The Olympic medallist Wednesday said she did not face any tough opponent in the 48-kg category at the World Championships, which she won recently.
“It is difficult to get a [sparring] partner also,” she told reporters in Mumbai on Wednesday.
“Here we don’t have partners and they don’t want to help. After the World Championships [in Delhi], those who did not get the chance – they ran away. Only a few people are left,” said Mary, who won a record sixth world title last month.
“If my training is not [going well], I will hire taller guys and then train with them. Last time, for 2012 [London Olympics], I did the same at Balewadi [in Pune],” she added.
Mary, who won a bronze medal in the 2012 London Olympics, was speaking after the launch of Stars of Tomorrow, an initiative by the Indian Federation of Sports Gaming.
The veteran pugilist, who won her sixth world title in the 48-kg weight class, did not name anyone when asked specifically which boxers she was referring to, saying she didn’t want to create any controversy.
The 35-year-old Manipuri has set her sights on the 2020 Tokyo Olympics to try and climb the medal podium for the second time and said she has started watching videos of prospective rivals in the 51-kg weight category, in which she will have to compete.
“[During the] World Championships, I have noticed those who are fighting in the 51-kg category. Some are finding it tough in the qualification. Others are normal. I have got all the videos ready and will prepare accordingly,” she said when asked about her plans for the 2020 Games.

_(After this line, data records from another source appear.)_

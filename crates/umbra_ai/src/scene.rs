//! Static collider scene
//!
//! A flat list of sphere and box colliders, enough to answer occlusion
//! queries for sight and light without a physics engine.

use crate::services::EntityId;
use crate::sight::{Occlusion, RaycastHit};
use serde::{Deserialize, Serialize};
use std::collections::HashMap;
use umbra_math::{ray_aabb, ray_sphere_at, Ray, Vec3, AABB};

/// Collider geometry
#[derive(Debug, Clone, Copy, PartialEq, Serialize, Deserialize)]
#[serde(tag = "shape", rename_all = "snake_case")]
pub enum ColliderShape {
    Sphere { center: Vec3, radius: f32 },
    Box { min: Vec3, max: Vec3 },
}

impl ColliderShape {
    /// Distance along `ray` to the surface, if hit
    pub fn intersect(&self, ray: &Ray) -> Option<f32> {
        match *self {
            ColliderShape::Sphere { center, radius } => ray_sphere_at(ray, center, radius),
            ColliderShape::Box { min, max } => ray_aabb(ray, &AABB::new(min, max)),
        }
    }
}

/// A collider owned by an entity
#[derive(Debug, Clone, Copy, PartialEq)]
pub struct SceneCollider {
    pub entity: EntityId,
    pub shape: ColliderShape,
}

/// Colliders plus the entity hierarchy used for ownership checks
#[derive(Debug, Clone, Default)]
pub struct ColliderScene {
    colliders: Vec<SceneCollider>,
    parents: HashMap<EntityId, EntityId>,
}

impl ColliderScene {
    pub fn new() -> Self {
        Self::default()
    }

    pub fn add(&mut self, entity: EntityId, shape: ColliderShape) {
        self.colliders.push(SceneCollider { entity, shape });
    }

    pub fn add_sphere(&mut self, entity: EntityId, center: Vec3, radius: f32) {
        self.add(entity, ColliderShape::Sphere { center, radius });
    }

    pub fn add_box(&mut self, entity: EntityId, bounds: AABB) {
        self.add(
            entity,
            ColliderShape::Box {
                min: bounds.min,
                max: bounds.max,
            },
        );
    }

    /// Parent `child` under `parent`
    pub fn attach(&mut self, child: EntityId, parent: EntityId) {
        if child == parent {
            log::warn!("Refusing to parent {} to itself", child);
            return;
        }
        self.parents.insert(child, parent);
    }

    /// Recenter every sphere owned by `entity` (moving characters)
    pub fn move_entity(&mut self, entity: EntityId, center: Vec3) {
        for collider in self.colliders.iter_mut().filter(|c| c.entity == entity) {
            if let ColliderShape::Sphere { center: c, .. } = &mut collider.shape {
                *c = center;
            }
        }
    }

    pub fn len(&self) -> usize {
        self.colliders.len()
    }

    pub fn is_empty(&self) -> bool {
        self.colliders.is_empty()
    }

    pub fn colliders(&self) -> &[SceneCollider] {
        &self.colliders
    }
}

impl Occlusion for ColliderScene {
    fn raycast(&self, ray: &Ray, max_distance: f32, ignore: Option<EntityId>) -> Option<RaycastHit> {
        if !ray.is_valid() {
            return None;
        }

        let mut nearest: Option<RaycastHit> = None;
        for collider in &self.colliders {
            if ignore.is_some_and(|skip| self.belongs_to(collider.entity, skip)) {
                continue;
            }
            let Some(distance) = collider.shape.intersect(ray) else {
                continue;
            };
            if distance > max_distance {
                continue;
            }
            if nearest.map_or(true, |hit| distance < hit.distance) {
                nearest = Some(RaycastHit {
                    entity: collider.entity,
                    point: ray.at(distance),
                    distance,
                });
            }
        }
        nearest
    }

    fn belongs_to(&self, entity: EntityId, root: EntityId) -> bool {
        let mut current = entity;
        // Bounded walk so a malformed cycle cannot hang a query
        for _ in 0..=self.parents.len() {
            if current == root {
                return true;
            }
            match self.parents.get(&current) {
                Some(&parent) => current = parent,
                None => return false,
            }
        }
        false
    }
}
impl BehaviorAgent {
    pub fn new(id: EntityId, profile: AgentProfile, waypoints: Vec<Vec3>) -> Result<Self> {
        profile.validate()?;
        if let Some(index) = waypoints.iter().position(|w| !w.is_finite()) {
            return Err(AiError::InvalidWaypoint { index });
        }
        if waypoints.is_empty() {
            log::warn!("Agent {} has no waypoints, patrol disabled", id);
        }

        Ok(Self {
            id,
            sight: profile.line_of_sight(),
            kill: KillTrigger::new(profile.kill_delay),
            profile,
            waypoints,
            state: PerceptionState::new(),
            pending_light: None,
        })
    }

    pub fn id(&self) -> EntityId {
        self.id
    }

    pub fn profile(&self) -> &AgentProfile {
        &self.profile
    }

    pub fn state(&self) -> &PerceptionState {
        &self.state
    }

    pub fn behavior(&self) -> Behavior {
        self.state.behavior
    }

    pub fn waypoints(&self) -> &[Vec3] {
        &self.waypoints
    }

    pub fn kill_trigger(&self) -> &KillTrigger {
        &self.kill
    }

    /// Place the agent on its route.
    ///
    /// Fails if the agent is off the walkable surface and cannot be
    /// snapped back onto it.
    pub fn start(&mut self, locomotion: &mut dyn Locomotion) -> Result<()> {
        if !locomotion.is_on_surface(self.id)
            && !locomotion.snap_to_surface(self.id, self.profile.surface_snap_radius)
        {
            log::error!("Agent {} is off the walkable surface", self.id);
            return Err(AiError::OffNavSurface { agent: self.id });
        }

        locomotion.set_speed(self.id, self.profile.patrol_speed);
        if let Some(&first) = self.waypoints.first() {
            locomotion.request_destination(self.id, first);
        }
        log::info!(
            "Agent {} started with {} waypoint(s), senses {:?}",
            self.id,
            self.waypoints.len(),
            self.profile.senses
        );
        Ok(())
    }

    /// Called by a light controller for every tick the agent is lit
    pub fn on_lit_by_light(&mut self, now: SimTime, exposure: LightExposure) {
        if !self.profile.senses.light {
            return;
        }
        self.state.last_lit_at = Some(now);
        if self.profile.light_reaction == LightReaction::Freeze {
            return;
        }

        let cooling_down = self
            .state
            .last_aggro_trigger_at
            .is_some_and(|at| now < at + self.profile.light_cooldown);
        if cooling_down {
            log::trace!("Agent {} lit during cooldown", self.id);
            return;
        }

        self.state.last_aggro_trigger_at = Some(now);
        self.pending_light = Some(exposure);
    }

    /// Run one decision step
    pub fn tick(&mut self, ctx: &TickContext<'_>, act: &mut Actuators<'_>) -> TickReport {
        let now = ctx.now;
        let mut report = TickReport::new(self.state.behavior);

        self.update_kill(ctx, act, &mut report);

        if self.update_freeze(ctx, act.locomotion, &mut report) {
            return report;
        }

        let sensed = self.observe(ctx);
        let mut escalated = false;

        if self.state.is_chasing() {
            if self.should_keep_chasing(ctx) {
                if let Some(target) = ctx.target {
                    let speed = self.chase_speed(ctx.pose.position, target.position);
                    self.go_to(act.locomotion, target.position, speed, &mut report);
                }
            } else {
                log::debug!("Agent {} lost the target", self.id);
                self.resume_patrol(act.locomotion, &mut report);
            }
        } else if let (Some(cause), Some(target)) = (sensed, ctx.target) {
            self.state
                .begin_chase(now, cause, self.profile.effective_chase_duration());
            let speed = self.chase_speed(ctx.pose.position, target.position);
            self.go_to(act.locomotion, target.position, speed, &mut report);
            escalated = true;
        }

        if let Some(exposure) = self.pending_light.take() {
            if !escalated {
                self.escalate_from_light(ctx, exposure, act.locomotion, &mut report);
            }
        }

        if !self.state.is_chasing() {
            let redirected = self.listen(ctx, act.locomotion, &mut report);
            match self.state.behavior {
                Behavior::Patrolling => self.advance_patrol(now, act.locomotion, &mut report),
                Behavior::Investigating => {
                    self.check_investigation(now, redirected, act.locomotion, &mut report)
                }
                Behavior::Chasing => {}
            }
        }

        report.after = self.state.behavior;
        report
    }

    fn update_kill(&mut self, ctx: &TickContext<'_>, act: &mut Actuators<'_>, report: &mut TickReport) {
        if let Some(target) = ctx.target {
            let in_range = ctx.pose.position.distance(target.position) <= self.profile.kill_range;
            if in_range && self.kill.arm(ctx.now, target.id) {
                report.kill_armed = true;
            }
        }

        if let Some(victim) = self.kill.poll(ctx.now) {
            log::info!("Agent {} eliminated {}", self.id, victim);
            act.eliminator.eliminate(victim);
            report.kill_fired = Some(victim);
        }
    }

    /// Light freeze rule. Returns true while the agent is held in place.
    fn update_freeze(
        &mut self,
        ctx: &TickContext<'_>,
        locomotion: &mut dyn Locomotion,
        report: &mut TickReport,
    ) -> bool {
        let held = self.profile.light_reaction == LightReaction::Freeze
            && self
                .state
                .last_lit_at
                .is_some_and(|at| ctx.now - at <= self.profile.sight_memory_window);

        if held {
            if !self.state.frozen {
                log::debug!("Agent {} frozen by light", self.id);
                self.state.frozen = true;
            }
            locomotion.stop(self.id);
            report.frozen = true;
            return true;
        }

        if self.state.frozen {
            log::debug!("Agent {} released from light", self.id);
            self.state.frozen = false;
            self.resume_route(locomotion, report);
        }
        false
    }

    /// Sight then proximity; records the contact time
    fn observe(&mut self, ctx: &TickContext<'_>) -> Option<AggroCause> {
        let target = ctx.target?;

        let cause = if self.profile.senses.sight
            && self.sight.can_see(
                ctx.occlusion,
                self.id,
                ctx.pose.position,
                ctx.pose.forward,
                target.id,
                target.position,
            ) {
            AggroCause::Sight
        } else if self.profile.senses.proximity
            && ctx.pose.position.distance(target.position) <= self.profile.detection_range
        {
            AggroCause::Proximity
        } else {
            return None;
        };

        log::trace!("Agent {} senses {} ({})", self.id, target.id, cause);
        self.state.last_seen_at = Some(ctx.now);
        Some(cause)
    }

    fn chase_speed(&self, position: Vec3, target: Vec3) -> f32 {
        if self.profile.senses.proximity {
            self.profile.proximity_chase_speed(position.distance(target))
        } else {
            self.profile.chase_speed
        }
    }

    fn should_keep_chasing(&self, ctx: &TickContext<'_>) -> bool {
        let now = ctx.now;
        let since_contact = self.state.last_contact().map(|at| now - at);

        let crouch_can_shake = match self.state.aggro_cause {
            AggroCause::Light => true,
            AggroCause::Sight => self.profile.crouch_drop_on_sight,
            AggroCause::None | AggroCause::Sound | AggroCause::Proximity => false,
        };
        if crouch_can_shake {
            if let Some(target) = ctx.target {
                let lost_long_enough =
                    since_contact.map_or(true, |elapsed| elapsed > self.profile.crouch_drop_delay);
                if lost_long_enough && ctx.posture.is_crouching(target.id) {
                    log::debug!("Agent {} shaken off by crouching {}", self.id, target.id);
                    return false;
                }
            }
        }

        let within_expiry = self.state.chase_expiry.is_some_and(|expiry| now < expiry);
        let remembered =
            since_contact.is_some_and(|elapsed| elapsed <= self.profile.sight_memory_window);
        within_expiry || remembered
    }

    fn escalate_from_light(
        &mut self,
        ctx: &TickContext<'_>,
        exposure: LightExposure,
        locomotion: &mut dyn Locomotion,
        report: &mut TickReport,
    ) {
        let duration = self.profile.effective_chase_duration();
        if self.state.is_chasing() {
            self.state.chase_expiry = Some(ctx.now + duration);
            return;
        }

        self.state.begin_chase(ctx.now, AggroCause::Light, duration);
        let destination = ctx.target.map_or(exposure.source, |t| t.position);
        let speed = self.chase_speed(ctx.pose.position, destination);
        self.go_to(locomotion, destination, speed, report);
    }

    /// Hearing rule. Returns true if a new noise set the investigation target.
    fn listen(&mut self, ctx: &TickContext<'_>, locomotion: &mut dyn Locomotion, report: &mut TickReport) -> bool {
        if !self.profile.senses.hearing {
            return false;
        }

        let heard = ctx.noise.query(
            self.profile.noise_policy,
            ctx.pose.position,
            self.profile.hearing_range,
            self.profile.hearing_threshold,
        );
        let Some(HeardNoise { id, position, .. }) = heard else {
            return false;
        };
        if self.state.last_heard_noise == Some(id) {
            return false;
        }

        self.state.last_heard_noise = Some(id);
        report.heard = Some(id);

        if self.state.transition(Behavior::Investigating) {
            self.state
                .investigate_deadline
                .schedule(ctx.now, self.profile.investigate_time);
            log::debug!("Agent {} investigating {} at {:?}", self.id, id, position);
        } else {
            log::debug!("Agent {} redirected to {} at {:?}", self.id, id, position);
        }

        self.state.investigate_target = Some(position);
        self.go_to(locomotion, position, self.profile.investigate_speed, report);
        true
    }

    fn advance_patrol(&mut self, now: SimTime, locomotion: &mut dyn Locomotion, report: &mut TickReport) {
        if self.waypoints.is_empty() {
            return;
        }

        if !self.state.patrol_dwell.is_pending() && has_arrived(locomotion, self.id, PATROL_ARRIVAL_SLACK) {
            self.state.patrol_dwell.schedule(now, self.profile.patrol_dwell);
        }

        if self.state.patrol_dwell.take_elapsed(now) {
            self.state.patrol_index = (self.state.patrol_index + 1) % self.waypoints.len();
            let next = self.waypoints[self.state.patrol_index];
            log::trace!("Agent {} heading to waypoint {}", self.id, self.state.patrol_index);
            self.go_to(locomotion, next, self.profile.patrol_speed, report);
        }
    }

    fn check_investigation(
        &mut self,
        now: SimTime,
        redirected: bool,
        locomotion: &mut dyn Locomotion,
        report: &mut TickReport,
    ) {
        let arrived = !redirected && has_arrived(locomotion, self.id, INVESTIGATE_ARRIVAL_SLACK);
        let timed_out = self.state.investigate_deadline.has_elapsed(now);
        if arrived || timed_out {
            log::debug!(
                "Agent {} done investigating ({})",
                self.id,
                if arrived { "arrived" } else { "timed out" }
            );
            self.resume_patrol(locomotion, report);
        }
    }

    /// Re-issue the destination of the current behavior after a stop
    fn resume_route(&mut self, locomotion: &mut dyn Locomotion, report: &mut TickReport) {
        match (self.state.behavior, self.state.investigate_target) {
            (Behavior::Investigating, Some(target)) => {
                self.go_to(locomotion, target, self.profile.investigate_speed, report)
            }
            // The chase rule re-targets later in the same tick
            (Behavior::Chasing, _) => {}
            _ => self.resume_patrol(locomotion, report),
        }
    }

    fn resume_patrol(&mut self, locomotion: &mut dyn Locomotion, report: &mut TickReport) {
        self.state.transition(Behavior::Patrolling);
        match self.waypoints.get(self.state.patrol_index) {
            Some(&waypoint) => self.go_to(locomotion, waypoint, self.profile.patrol_speed, report),
            None => locomotion.set_speed(self.id, self.profile.patrol_speed),
        }
    }

    fn go_to(&self, locomotion: &mut dyn Locomotion, position: Vec3, speed: f32, report: &mut TickReport) {
        locomotion.set_speed(self.id, speed);
        locomotion.request_destination(self.id, position);
        report.destination = Some(position);
    }
}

Asked about her recent title triumph in the World Championships, Mary said, “In the 48-kg category I didn’t face any tough competition. The draw was normal for me. The confidence level was high.
“Before the World Championships, I won the Asian Championship in Vietnam. I knew a lot of boxers who were stronger. I was expecting some would be stronger than me. When I saw them, I realised they were not strong.”
The multiple award-winning boxer said she is better than Chinese pugilists in terms of quality and experience though she has not competed against them.
“[There was] one tournament in Poland, I experienced 2 kg [weight] loss, it really helped me. I was more confident.
“North Korea had taller boxers. I had beaten them in the finals of the Worlds. I had beaten them in the Poland tournament [too].
“I never fought the Chinese before; they are smart, clever and intelligent. I am better than them in terms of quality and experience. I don’t miss out on any training,” she added.